Depuis quelques décennies, la visibilité des prêtres d’origine africaine dans le paysage pastoral des Églises particulières d’Europe et spécialement de Belgique, est un fait établi. Point n’est besoin d’user de jumelles pour les repérer tant la couleur de leur peau suffit à les identifier aisément. En Belgique, leur proportion est d’autant plus élevée dans les diocèses francophones que nombre d’entre eux sont originaires de pays francophones. C’est confrontés à la chute des vocations et à la décroissance du nombre de prêtres engagés dans la pastorale que, dans les vicariats du Brabant wallon et plus tard, à Bruxelles, l’on eut recours aux prêtres de Pologne et d’Afrique.

Aujourd’hui, ils sont présents dans beaucoup d’autres diocèses de Belgique. La culture de la mobilité caractéristique d’une société mondialisée y est pour beaucoup même si les motifs de leur présence s’avèrent complexes et multiples au regard des quelques analyses2. En grande partie, ces motifs, sont liés aux études universitaires, au contexte des prêtres fidei donum3 et aux partenariats spécifiques entre les Églises locales.
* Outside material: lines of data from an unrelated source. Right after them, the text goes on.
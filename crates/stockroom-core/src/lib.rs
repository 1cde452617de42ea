// stockroom-core: session, routing, and list-edit state machines for stockroom

pub mod accounts;
pub mod config;
pub mod dashboard;
pub mod error;
pub mod list_edit;
pub mod model;
pub mod resources;
pub mod route;
pub mod session;
pub mod stockroom;

pub use config::{ClientConfig, Credentials, TlsVerification};
pub use error::CoreError;
pub use list_edit::{ListEditController, ListState, Resource};
pub use route::{GateDecision, Route, gate, landing, navigation};
pub use session::{LoginOutcome, SessionState, SessionStore};
pub use stockroom::{InventoryLogsController, ProductsController, Stockroom, SuppliersController};
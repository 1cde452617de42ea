//! Session bridge: forwards [`SessionStore`] watch updates to TUI actions.
//!
//! Runs as a background task: resolves the session once at startup, then
//! forwards every session transition as an [`Action::SessionChanged`] so
//! the app re-runs the route gate.
//!
//! [`SessionStore`]: stockroom_core::SessionStore

use tokio::sync::mpsc;
use tokio_util::sync::CancellationToken;
use tracing::{debug, info, warn};

use stockroom_core::{CoreError, LoginOutcome, Stockroom};

use crate::action::Action;

pub async fn spawn_session_bridge(
    stockroom: Stockroom,
    action_tx: mpsc::UnboundedSender<Action>,
    cancel: CancellationToken,
) {
    let mut session = stockroom.session().subscribe();
    let _ = action_tx.send(Action::SessionChanged(session.borrow_and_update().clone()));

    // Reuse a live session, else sign in with configured credentials.
    // Without credentials the session settles on Anonymous and the gate
    // shows the login screen.
    match stockroom.connect().await {
        Ok(user) => info!(email = %user.email, "session open"),
        Err(CoreError::Config { .. }) => debug!("no stored credentials, waiting for login"),
        Err(e) => {
            warn!(error = %e, "automatic sign-in failed");
            let message = LoginOutcome::Failure(e).message().unwrap_or_default();
            let _ = action_tx.send(Action::LoginFailed(message));
        }
    }

    loop {
        tokio::select! {
            biased;

            () = cancel.cancelled() => break,

            changed = session.changed() => {
                if changed.is_err() {
                    break;
                }
                let state = session.borrow_and_update().clone();
                debug!(?state, "session changed");
                let _ = action_tx.send(Action::SessionChanged(state));
            }
        }
    }

    debug!("session bridge shut down");
}
//! Command dispatch: bridges CLI args -> core operations -> output formatting.

pub mod auth;
pub mod config_cmd;
pub mod dashboard;
pub mod logs;
pub mod products;
pub mod reports;
pub mod suppliers;
pub mod util;

use stockroom_core::Stockroom;

use crate::cli::{Command, GlobalOpts};
use crate::error::CliError;

/// Dispatch a session-bound command to the appropriate handler.
pub async fn dispatch(
    cmd: Command,
    stockroom: &Stockroom,
    global: &GlobalOpts,
) -> Result<(), CliError> {
    match cmd {
        Command::Whoami => auth::whoami(stockroom, global),
        Command::Dashboard => dashboard::handle(stockroom, global).await,
        Command::Products(args) => products::handle(stockroom, args, global).await,
        Command::Suppliers(args) => suppliers::handle(stockroom, args, global).await,
        Command::Logs(args) => logs::handle(stockroom, args, global).await,
        Command::Reports(args) => reports::handle(stockroom, args, global).await,
        // Handled before a session is opened
        Command::Register(_) | Command::SeedDemo | Command::Config(_) | Command::Completions(_) => {
            unreachable!("dispatched without a session")
        }
    }
}
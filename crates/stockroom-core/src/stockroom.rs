// ── Stockroom facade ──
//
// Owns the one api client and the one session store of a process, and vends
// list-edit controllers for each page. Front ends talk to this type only.

use std::future::Future;
use std::sync::Arc;

use tracing::{debug, info};

use stockroom_api::ApiClient;

use crate::config::ClientConfig;
use crate::dashboard::{self, DashboardSummary};
use crate::error::CoreError;
use crate::list_edit::ListEditController;
use crate::model::{InventoryLog, InventoryReport, StockDraft, User};
use crate::resources::{InventoryLogResource, ProductResource, SupplierResource};
use crate::route::{Route, landing};
use crate::session::{LoginOutcome, SessionState, SessionStore};

pub type ProductsController = ListEditController<ProductResource>;
pub type SuppliersController = ListEditController<SupplierResource>;
pub type InventoryLogsController = ListEditController<InventoryLogResource>;

/// The main entry point for consumers.
///
/// Cheaply cloneable via `Arc<StockroomInner>`.
#[derive(Clone)]
pub struct Stockroom {
    inner: Arc<StockroomInner>,
}

struct StockroomInner {
    config: ClientConfig,
    api: ApiClient,
    session: SessionStore,
}

impl Stockroom {
    /// Build the client and an unresolved (`Restoring`) session. Does not
    /// touch the network.
    pub fn new(config: ClientConfig) -> Result<Self, CoreError> {
        let api = ApiClient::new(config.url.as_str(), &config.transport())?;
        let session = SessionStore::new(api.clone());
        Ok(Self {
            inner: Arc::new(StockroomInner {
                config,
                api,
                session,
            }),
        })
    }

    pub fn config(&self) -> &ClientConfig {
        &self.inner.config
    }

    pub fn api(&self) -> &ApiClient {
        &self.inner.api
    }

    pub fn session(&self) -> &SessionStore {
        &self.inner.session
    }

    // ── Controllers ──────────────────────────────────────────────

    /// A fresh controller. Pages own their controller; nothing is shared.
    pub fn products(&self) -> ProductsController {
        ListEditController::new(ProductResource::new(self.api().clone()), self.session().clone())
    }

    pub fn suppliers(&self) -> SuppliersController {
        ListEditController::new(SupplierResource::new(self.api().clone()), self.session().clone())
    }

    pub fn inventory_logs(&self) -> InventoryLogsController {
        ListEditController::new(
            InventoryLogResource::new(self.api().clone()),
            self.session().clone(),
        )
    }

    // ── Session lifecycle ────────────────────────────────────────

    /// Resolve the session: reuse a live one, else log in with the
    /// configured credentials if there are any.
    pub async fn connect(&self) -> Result<User, CoreError> {
        if let SessionState::Authenticated(user) = self.session().restore().await {
            return Ok(user);
        }

        let creds = self.config().credentials.as_ref().ok_or_else(|| CoreError::Config {
            message: "no credentials configured".into(),
        })?;

        match self.session().login(&creds.email, &creds.password).await {
            LoginOutcome::Success(user) => Ok(user),
            LoginOutcome::Failure(err) => Err(err),
        }
    }

    /// Log out if a session is open. Never fails.
    pub async fn disconnect(&self) {
        if self.session().state().user().is_some() {
            self.session().logout().await;
        }
        debug!("disconnected");
    }

    /// Connect, run `f`, disconnect.
    pub async fn oneshot<F, Fut, T>(config: ClientConfig, f: F) -> Result<T, CoreError>
    where
        F: FnOnce(Stockroom) -> Fut,
        Fut: Future<Output = Result<T, CoreError>>,
    {
        let stockroom = Stockroom::new(config)?;
        let user = stockroom.connect().await?;
        info!(email = %user.email, "session open");
        let result = f(stockroom.clone()).await;
        stockroom.disconnect().await;
        result
    }

    // ── Gated views ──────────────────────────────────────────────

    /// Fail unless the route gate would render `route` for this session.
    pub fn ensure_route(&self, route: Route) -> Result<(), CoreError> {
        let state = self.session().state();
        match landing(&state, route) {
            Some(r) if r == route => Ok(()),
            Some(Route::Login) | None => Err(CoreError::Unauthorized {
                message: "log in first".into(),
            }),
            Some(_) => Err(CoreError::Forbidden {
                message: Some(format!("{} is available to administrators only", route.label())),
            }),
        }
    }

    pub async fn dashboard(&self) -> Result<DashboardSummary, CoreError> {
        self.ensure_route(Route::Dashboard)?;
        self.expire_on_unauthorized(dashboard::fetch_dashboard(self.api()).await)
    }

    pub async fn reports(&self) -> Result<InventoryReport, CoreError> {
        self.ensure_route(Route::Reports)?;
        self.expire_on_unauthorized(dashboard::fetch_reports(self.api()).await)
    }

    /// The backend's CSV export, fetched with this session's cookie.
    pub async fn export_csv(&self) -> Result<Vec<u8>, CoreError> {
        self.ensure_route(Route::Reports)?;
        self.expire_on_unauthorized(self.api().download_csv().await.map_err(CoreError::from))
    }

    /// Append a log entry without adjusting the product's quantity, for
    /// backfilling movements that were already applied by hand.
    pub async fn record_log(&self, draft: &StockDraft) -> Result<InventoryLog, CoreError> {
        self.ensure_route(Route::InventoryLogs)?;
        let resource = InventoryLogResource::new(self.api().clone());
        self.expire_on_unauthorized(resource.record_entry(draft).await)
    }

    fn expire_on_unauthorized<T>(&self, result: Result<T, CoreError>) -> Result<T, CoreError> {
        if matches!(&result, Err(e) if e.is_unauthorized()) {
            self.session().expire();
        }
        result
    }
}

impl std::fmt::Debug for Stockroom {
    fn fmt(&self, f: &mut std::fmt::Formatter<'_>) -> std::fmt::Result {
        f.debug_struct("Stockroom")
            .field("url", &self.inner.config.url.as_str())
            .field("session", &self.inner.session)
            .finish()
    }
}
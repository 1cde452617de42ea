// ── Session store ──
//
// Process-wide belief about who is logged in. Three states:
// `Restoring` (start-up, before the session check answers),
// `Authenticated(user)`, and `Anonymous`. The only mutations are
// `restore`, `login`, `logout`, and `expire`; every reader observes changes
// through a `watch` channel.

use std::sync::Arc;

use secrecy::{ExposeSecret, SecretString};
use tokio::sync::watch;
use tracing::{debug, info, warn};

use stockroom_api::ApiClient;

use crate::error::CoreError;
use crate::model::{Role, User};

const LOGIN_FALLBACK: &str = "Login failed";

// ── SessionState ─────────────────────────────────────────────────

#[derive(Debug, Clone, PartialEq, Eq)]
pub enum SessionState {
    /// Initial session check still in flight.
    Restoring,
    Authenticated(User),
    Anonymous,
}

impl SessionState {
    /// True only while the initial restore is pending.
    pub fn is_loading(&self) -> bool {
        matches!(self, Self::Restoring)
    }

    pub fn user(&self) -> Option<&User> {
        match self {
            Self::Authenticated(user) => Some(user),
            _ => None,
        }
    }

    pub fn role(&self) -> Option<Role> {
        self.user().map(|u| u.role)
    }
}

// ── LoginOutcome ─────────────────────────────────────────────────

/// Result of a login attempt. Failures never escape as errors; they carry
/// a message ready for display.
#[derive(Debug, Clone)]
pub enum LoginOutcome {
    Success(User),
    Failure(CoreError),
}

impl LoginOutcome {
    pub fn is_success(&self) -> bool {
        matches!(self, Self::Success(_))
    }

    /// Display text for a failure; `None` on success.
    pub fn message(&self) -> Option<String> {
        match self {
            Self::Success(_) => None,
            Self::Failure(err) => Some(match err {
                CoreError::Unauthorized { message } => message.clone(),
                other => other.display_message(LOGIN_FALLBACK),
            }),
        }
    }
}

// ── SessionStore ─────────────────────────────────────────────────

/// Cheaply cloneable handle to the single session of a process.
#[derive(Clone)]
pub struct SessionStore {
    inner: Arc<SessionInner>,
}

struct SessionInner {
    api: ApiClient,
    state: watch::Sender<SessionState>,
}

impl SessionStore {
    /// Create a store in `Restoring`. Call [`restore()`](Self::restore) to
    /// resolve it.
    pub fn new(api: ApiClient) -> Self {
        let (state, _) = watch::channel(SessionState::Restoring);
        Self {
            inner: Arc::new(SessionInner { api, state }),
        }
    }

    /// Snapshot of the current state.
    pub fn state(&self) -> SessionState {
        self.inner.state.borrow().clone()
    }

    /// Subscribe to state changes.
    pub fn subscribe(&self) -> watch::Receiver<SessionState> {
        self.inner.state.subscribe()
    }

    pub fn current_user(&self) -> Option<User> {
        self.inner.state.borrow().user().cloned()
    }

    pub fn api(&self) -> &ApiClient {
        &self.inner.api
    }

    fn transition(&self, next: SessionState) {
        self.inner.state.send_if_modified(|state| {
            if *state == next {
                false
            } else {
                *state = next;
                true
            }
        });
    }

    // ── Mutations ────────────────────────────────────────────────

    /// Ask the backend whether the cookie jar already holds a live session.
    ///
    /// Any failure at all (401, network, garbage body) lands in `Anonymous`.
    pub async fn restore(&self) -> SessionState {
        let next = match self.inner.api.me().await {
            Ok(user) => {
                info!(email = %user.email, role = %user.role, "session restored");
                SessionState::Authenticated(user)
            }
            Err(e) if e.is_unauthorized() => {
                debug!("no existing session");
                SessionState::Anonymous
            }
            Err(e) => {
                warn!(error = %e, "session check failed, treating as anonymous");
                SessionState::Anonymous
            }
        };
        self.transition(next.clone());
        next
    }

    /// Log in with email and password.
    ///
    /// Blank fields short-circuit with a validation failure and no request.
    /// On failure the state is left untouched.
    pub async fn login(&self, email: &str, password: &SecretString) -> LoginOutcome {
        let email = email.trim();
        if email.is_empty() || password.expose_secret().is_empty() {
            return LoginOutcome::Failure(CoreError::validation("Please fill in all fields"));
        }

        match self.inner.api.login(email, password).await {
            Ok(user) => {
                info!(email = %user.email, role = %user.role, "logged in");
                self.transition(SessionState::Authenticated(user.clone()));
                LoginOutcome::Success(user)
            }
            Err(e) => {
                debug!(error = %e, "login rejected");
                LoginOutcome::Failure(CoreError::from(e))
            }
        }
    }

    /// Best-effort logout: the backend call may fail, the local state is
    /// `Anonymous` afterwards regardless.
    pub async fn logout(&self) {
        if let Err(e) = self.inner.api.logout().await {
            warn!(error = %e, "logout failed (non-fatal)");
        }
        info!("logged out");
        self.transition(SessionState::Anonymous);
    }

    /// A resource call reported the session gone. Moves an authenticated
    /// session to `Anonymous` once; later calls are no-ops.
    pub fn expire(&self) -> bool {
        let expired = self.inner.state.send_if_modified(|state| {
            if matches!(state, SessionState::Authenticated(_)) {
                *state = SessionState::Anonymous;
                true
            } else {
                false
            }
        });
        if expired {
            info!("session expired");
        }
        expired
    }
}

impl std::fmt::Debug for SessionStore {
    fn fmt(&self, f: &mut std::fmt::Formatter<'_>) -> std::fmt::Result {
        f.debug_struct("SessionStore")
            .field("state", &*self.inner.state.borrow())
            .finish_non_exhaustive()
    }
}

#[cfg(test)]
#[allow(clippy::unwrap_used)]
mod tests {
    use stockroom_api::TransportConfig;

    use super::*;

    fn store() -> SessionStore {
        // Port 9 (discard) on localhost: any request that escapes fails fast.
        let api = ApiClient::new("http://127.0.0.1:9", &TransportConfig::default()).unwrap();
        SessionStore::new(api)
    }

    fn user(role: Role) -> User {
        User {
            id: 1,
            name: "Ada".into(),
            email: "ada@example.com".into(),
            role,
        }
    }

    #[test]
    fn starts_restoring() {
        let store = store();
        assert!(store.state().is_loading());
        assert!(store.current_user().is_none());
    }

    #[tokio::test]
    async fn blank_login_fields_fail_validation() {
        let store = store();
        let outcome = store.login("", &SecretString::from("pw".to_string())).await;
        assert!(!outcome.is_success());
        assert_eq!(outcome.message().as_deref(), Some("Please fill in all fields"));

        let outcome = store
            .login("ada@example.com", &SecretString::from(String::new()))
            .await;
        assert!(matches!(outcome, LoginOutcome::Failure(CoreError::Validation { .. })));
        assert!(store.state().is_loading());
    }

    #[test]
    fn expire_only_moves_authenticated_sessions() {
        let store = store();
        assert!(!store.expire());
        assert_eq!(store.state(), SessionState::Restoring);

        store.transition(SessionState::Authenticated(user(Role::Staff)));
        assert!(store.expire());
        assert_eq!(store.state(), SessionState::Anonymous);
        assert!(!store.expire());
    }

    #[test]
    fn subscribers_see_transitions() {
        let store = store();
        let mut rx = store.subscribe();
        store.transition(SessionState::Authenticated(user(Role::Admin)));
        assert!(rx.has_changed().unwrap());
        assert_eq!(rx.borrow_and_update().role(), Some(Role::Admin));
    }
}
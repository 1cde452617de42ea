#![allow(clippy::unwrap_used)]
// Session store, route gate, and controller flows against a mocked backend.

use pretty_assertions::assert_eq;
use secrecy::SecretString;
use serde_json::json;
use url::Url;
use wiremock::matchers::{body_json, method, path};
use wiremock::{Mock, MockServer, ResponseTemplate};

use stockroom_core::model::{MovementType, Role, StockDraft};
use stockroom_core::route::{Route, landing};
use stockroom_core::{ClientConfig, CoreError, Credentials, LoginOutcome, SessionState, Stockroom};

// ── Helpers ─────────────────────────────────────────────────────────

fn config(server: &MockServer) -> ClientConfig {
    ClientConfig::new(Url::parse(&server.uri()).unwrap())
}

async fn setup() -> (MockServer, Stockroom) {
    let server = MockServer::start().await;
    let stockroom = Stockroom::new(config(&server)).unwrap();
    (server, stockroom)
}

fn user_json(role: &str) -> serde_json::Value {
    json!({"id": 1, "name": "Ada", "email": "ada@example.com", "role": role})
}

fn secret(s: &str) -> SecretString {
    s.to_string().into()
}

fn product_json(id: i64, quantity: i32) -> serde_json::Value {
    json!({
        "id": id, "name": "Bolt", "category": "Hardware", "supplier": null,
        "quantity": quantity, "price": 2.5, "warehouseLocation": "A1", "reorderLevel": 5
    })
}

async fn mount_login(server: &MockServer, role: &str) {
    Mock::given(method("POST"))
        .and(path("/api/auth/login"))
        .respond_with(ResponseTemplate::new(200).set_body_json(user_json(role)))
        .mount(server)
        .await;
}

async fn login(stockroom: &Stockroom) {
    let outcome = stockroom
        .session()
        .login("ada@example.com", &secret("pw"))
        .await;
    assert!(outcome.is_success(), "login failed: {outcome:?}");
}

// ── Restore ─────────────────────────────────────────────────────────

#[tokio::test]
async fn restore_with_live_session_authenticates() {
    let (server, stockroom) = setup().await;
    Mock::given(method("GET"))
        .and(path("/api/auth/me"))
        .respond_with(ResponseTemplate::new(200).set_body_json(user_json("STAFF")))
        .mount(&server)
        .await;

    let state = stockroom.session().restore().await;
    assert_eq!(state.role(), Some(Role::Staff));
    assert_eq!(landing(&state, Route::Root), Some(Route::Dashboard));
}

#[tokio::test]
async fn restore_without_session_is_anonymous() {
    let (server, stockroom) = setup().await;
    Mock::given(method("GET"))
        .and(path("/api/auth/me"))
        .respond_with(ResponseTemplate::new(401))
        .mount(&server)
        .await;

    assert_eq!(stockroom.session().restore().await, SessionState::Anonymous);
}

#[tokio::test]
async fn restore_fails_closed_on_server_error() {
    let (server, stockroom) = setup().await;
    Mock::given(method("GET"))
        .and(path("/api/auth/me"))
        .respond_with(ResponseTemplate::new(500))
        .mount(&server)
        .await;

    assert_eq!(stockroom.session().restore().await, SessionState::Anonymous);
}

#[tokio::test]
async fn restore_fails_closed_when_unreachable() {
    let config = ClientConfig::new(Url::parse("http://127.0.0.1:9").unwrap());
    let stockroom = Stockroom::new(config).unwrap();
    assert_eq!(stockroom.session().restore().await, SessionState::Anonymous);
}

// ── Login / logout ──────────────────────────────────────────────────

#[tokio::test]
async fn login_success_authenticates() {
    let (server, stockroom) = setup().await;
    mount_login(&server, "ADMIN").await;

    login(&stockroom).await;
    assert_eq!(stockroom.session().state().role(), Some(Role::Admin));
}

#[tokio::test]
async fn login_failure_keeps_state_and_reports_message() {
    let (server, stockroom) = setup().await;
    Mock::given(method("POST"))
        .and(path("/api/auth/login"))
        .respond_with(
            ResponseTemplate::new(401).set_body_json(json!({"message": "Invalid credentials"})),
        )
        .mount(&server)
        .await;

    let outcome = stockroom
        .session()
        .login("ada@example.com", &secret("wrong"))
        .await;
    assert!(!outcome.is_success());
    assert_eq!(outcome.message().as_deref(), Some("Invalid credentials"));
    assert_eq!(stockroom.session().state(), SessionState::Restoring);
}

#[tokio::test]
async fn blank_login_makes_no_request() {
    let (server, stockroom) = setup().await;
    Mock::given(method("POST"))
        .and(path("/api/auth/login"))
        .respond_with(ResponseTemplate::new(200).set_body_json(user_json("ADMIN")))
        .expect(0)
        .mount(&server)
        .await;

    let outcome = stockroom.session().login("", &secret("password")).await;
    assert!(matches!(outcome, LoginOutcome::Failure(CoreError::Validation { .. })));
}

#[tokio::test]
async fn logout_is_best_effort() {
    let (server, stockroom) = setup().await;
    mount_login(&server, "STAFF").await;
    Mock::given(method("POST"))
        .and(path("/api/auth/logout"))
        .respond_with(ResponseTemplate::new(500))
        .expect(1)
        .mount(&server)
        .await;

    login(&stockroom).await;
    stockroom.session().logout().await;
    assert_eq!(stockroom.session().state(), SessionState::Anonymous);
}

// ── Gating ──────────────────────────────────────────────────────────

#[tokio::test]
async fn staff_cannot_fetch_reports() {
    let (server, stockroom) = setup().await;
    mount_login(&server, "STAFF").await;
    Mock::given(method("GET"))
        .and(path("/api/inventory/reports"))
        .respond_with(ResponseTemplate::new(200).set_body_json(json!({})))
        .expect(0)
        .mount(&server)
        .await;

    login(&stockroom).await;
    let err = stockroom.reports().await.unwrap_err();
    assert!(matches!(err, CoreError::Forbidden { .. }), "got {err:?}");
}

#[tokio::test]
async fn admin_fetches_reports() {
    let (server, stockroom) = setup().await;
    mount_login(&server, "ADMIN").await;
    Mock::given(method("GET"))
        .and(path("/api/inventory/reports"))
        .respond_with(ResponseTemplate::new(200).set_body_json(json!({
            "stockValuation": 125.5, "fastMoving": [], "slowMoving": [], "turnoverRate": 3.2
        })))
        .expect(1)
        .mount(&server)
        .await;

    login(&stockroom).await;
    let report = stockroom.reports().await.unwrap();
    assert!((report.turnover_rate - 3.2).abs() < f64::EPSILON);
}

#[tokio::test]
async fn expired_session_during_load_sends_gate_to_login() {
    let (server, stockroom) = setup().await;
    mount_login(&server, "STAFF").await;
    Mock::given(method("GET"))
        .and(path("/api/products"))
        .respond_with(ResponseTemplate::new(401))
        .mount(&server)
        .await;
    Mock::given(method("GET"))
        .and(path("/api/suppliers"))
        .respond_with(ResponseTemplate::new(401))
        .mount(&server)
        .await;

    login(&stockroom).await;
    let products = stockroom.products();
    products.load().await;

    assert_eq!(products.state().error, None);
    let state = stockroom.session().state();
    assert_eq!(state, SessionState::Anonymous);
    assert_eq!(landing(&state, Route::Products), Some(Route::Login));
}

// ── Stock movements ─────────────────────────────────────────────────

#[tokio::test]
async fn stock_out_is_reflected_after_reload() {
    let (server, stockroom) = setup().await;
    mount_login(&server, "STAFF").await;

    // Product list before and after the movement.
    Mock::given(method("GET"))
        .and(path("/api/products"))
        .respond_with(ResponseTemplate::new(200).set_body_json(json!([product_json(7, 10)])))
        .up_to_n_times(1)
        .mount(&server)
        .await;
    Mock::given(method("GET"))
        .and(path("/api/products"))
        .respond_with(ResponseTemplate::new(200).set_body_json(json!([product_json(7, 7)])))
        .mount(&server)
        .await;
    Mock::given(method("GET"))
        .and(path("/api/inventory/logs"))
        .respond_with(ResponseTemplate::new(200).set_body_json(json!([])))
        .mount(&server)
        .await;
    Mock::given(method("POST"))
        .and(path("/api/inventory/update-stock"))
        .and(body_json(json!({"productId": 7, "quantity": 3, "type": "OUT", "notes": null})))
        .respond_with(ResponseTemplate::new(200).set_body_json(json!({
            "id": 1, "product": {"id": 7, "name": "Bolt"}, "type": "OUT", "quantity": 3
        })))
        .expect(1)
        .mount(&server)
        .await;

    login(&stockroom).await;
    let logs = stockroom.inventory_logs();
    logs.load().await;
    assert_eq!(logs.state().lookups[0].quantity, 10);

    logs.set_form(StockDraft {
        product_id: Some(7),
        movement: MovementType::Out,
        quantity: 3,
        notes: String::new(),
    });
    logs.submit().await.unwrap();

    let state = logs.state();
    assert_eq!(state.lookups[0].quantity, 7);
    assert_eq!(state.form, StockDraft::default());
}

#[tokio::test]
async fn insufficient_stock_surfaces_backend_message() {
    let (server, stockroom) = setup().await;
    mount_login(&server, "STAFF").await;
    Mock::given(method("POST"))
        .and(path("/api/inventory/update-stock"))
        .respond_with(
            ResponseTemplate::new(400).set_body_json(json!({"message": "Insufficient stock"})),
        )
        .mount(&server)
        .await;

    login(&stockroom).await;
    let logs = stockroom.inventory_logs();
    logs.set_form(StockDraft {
        product_id: Some(7),
        movement: MovementType::Out,
        quantity: 300,
        notes: String::new(),
    });
    logs.submit().await.unwrap_err();
    assert_eq!(logs.state().error.as_deref(), Some("Insufficient stock"));
    assert_eq!(logs.state().form.quantity, 300);
}

#[tokio::test]
async fn inventory_logs_cannot_be_deleted() {
    let (_server, stockroom) = setup().await;
    let logs = stockroom.inventory_logs();
    logs.request_delete(1);
    let err = logs.confirm_delete().await.unwrap_err();
    assert!(matches!(err, CoreError::Unsupported { .. }));
}

// ── One-shot ────────────────────────────────────────────────────────

#[tokio::test]
async fn oneshot_logs_in_runs_and_logs_out() {
    let server = MockServer::start().await;
    Mock::given(method("GET"))
        .and(path("/api/auth/me"))
        .respond_with(ResponseTemplate::new(401))
        .mount(&server)
        .await;
    mount_login(&server, "STAFF").await;
    Mock::given(method("POST"))
        .and(path("/api/auth/logout"))
        .respond_with(ResponseTemplate::new(200).set_body_json(json!({"message": "Logged out"})))
        .expect(1)
        .mount(&server)
        .await;

    let mut cfg = config(&server);
    cfg.credentials = Some(Credentials {
        email: "ada@example.com".into(),
        password: secret("pw"),
    });

    let role = Stockroom::oneshot(cfg, |s| async move {
        Ok(s.session().state().role())
    })
    .await
    .unwrap();
    assert_eq!(role, Some(Role::Staff));
}

#[tokio::test]
async fn oneshot_without_credentials_is_a_config_error() {
    let server = MockServer::start().await;
    Mock::given(method("GET"))
        .and(path("/api/auth/me"))
        .respond_with(ResponseTemplate::new(401))
        .mount(&server)
        .await;

    let err = Stockroom::oneshot(config(&server), |_| async { Ok(()) })
        .await
        .unwrap_err();
    assert!(matches!(err, CoreError::Config { .. }));
}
Outre ces prêtres diocésains, signalons la présence de religieux prêtres, membres des congrégations de droit diocésain et membres des Ordres et Instituts religieux internationaux qui, avec l’accord de leurs supérieurs respectifs, se trouvent en insertion pastorale. Le récent rapport de l’Église Catholique en Belgique de 2018 ne mentionne pas le nombre de prêtres diocésains belges ou non belges d’origine africaine actifs en pastorale. Par contre, il évalue le nombre des religieux non belges originaires d’Afrique et en mission en Belgique à 78, ceux originaires d’Amérique à 14, d’Europe à 60 et d’Asie à 314. Ce relevé n’inclut pas la catégorie de prêtres d’origine africaine qui, pour des motifs politiques (réfugiés) ou de santé, séjournent de manière temporaire ou définitive en Europe. Il en est de même pour ceux dont les motifs demeurent diffus et moins aisés à cerner. Dans le cadre de notre propos, il s’agira de faire état de la place que les Églises locales de Belgique réservent aux prêtres originaires d’Afrique investis d’une fonction pastorale.

Quelle dénomination pour les prêtres d’origine africaine ?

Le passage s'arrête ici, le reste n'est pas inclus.